** Opening AVAILABLE RECORDS block **

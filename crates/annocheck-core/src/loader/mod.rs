//! Loaders for annotation files
//!
//! Loaders only coerce file contents into the data model. Values outside an
//! enumerated label set load successfully as [`Label::Unknown`](crate::Label)
//! and are left to the validators; anything that cannot be coerced at all is
//! a fatal [`Error`](crate::Error).
//!
//! Copyright (c) 2025 Annocheck Team
//! Licensed under the Apache-2.0 license

pub mod text;
pub mod visual;

pub use text::{load_text_annotations, read_text_annotations};
pub use visual::{load_visual_annotations, parse_visual_document, VisualDataset};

** Closing AVAILABLE RECORDS block **

### INSTRUCTIONS FOR THE TASK
Type out the entries exactly as they appear above.

### TASK OUTPUT
filename crates/annocheck-core/src/loader/mod.rs
//! Loaders for annotation files
//!
//! Loaders only coerce file contents into the data model. Values outside an
//! enumerated label set load successfully as [`Label::Unknown`](crate::Label)
//! and are left to the validators; anything that cannot be coerced at all is
//! a fatal [`Error`](crate::Error).
//!
//! Copyright (c) 2025 Annocheck Team
//! Licensed under the Apache-2.0 license

pub mod text;
pub mod visual;

pub use text::{load_text_annotations, read_text_annotations};
pub use visual::{load_visual_annotations, parse_visual_document, VisualDataset};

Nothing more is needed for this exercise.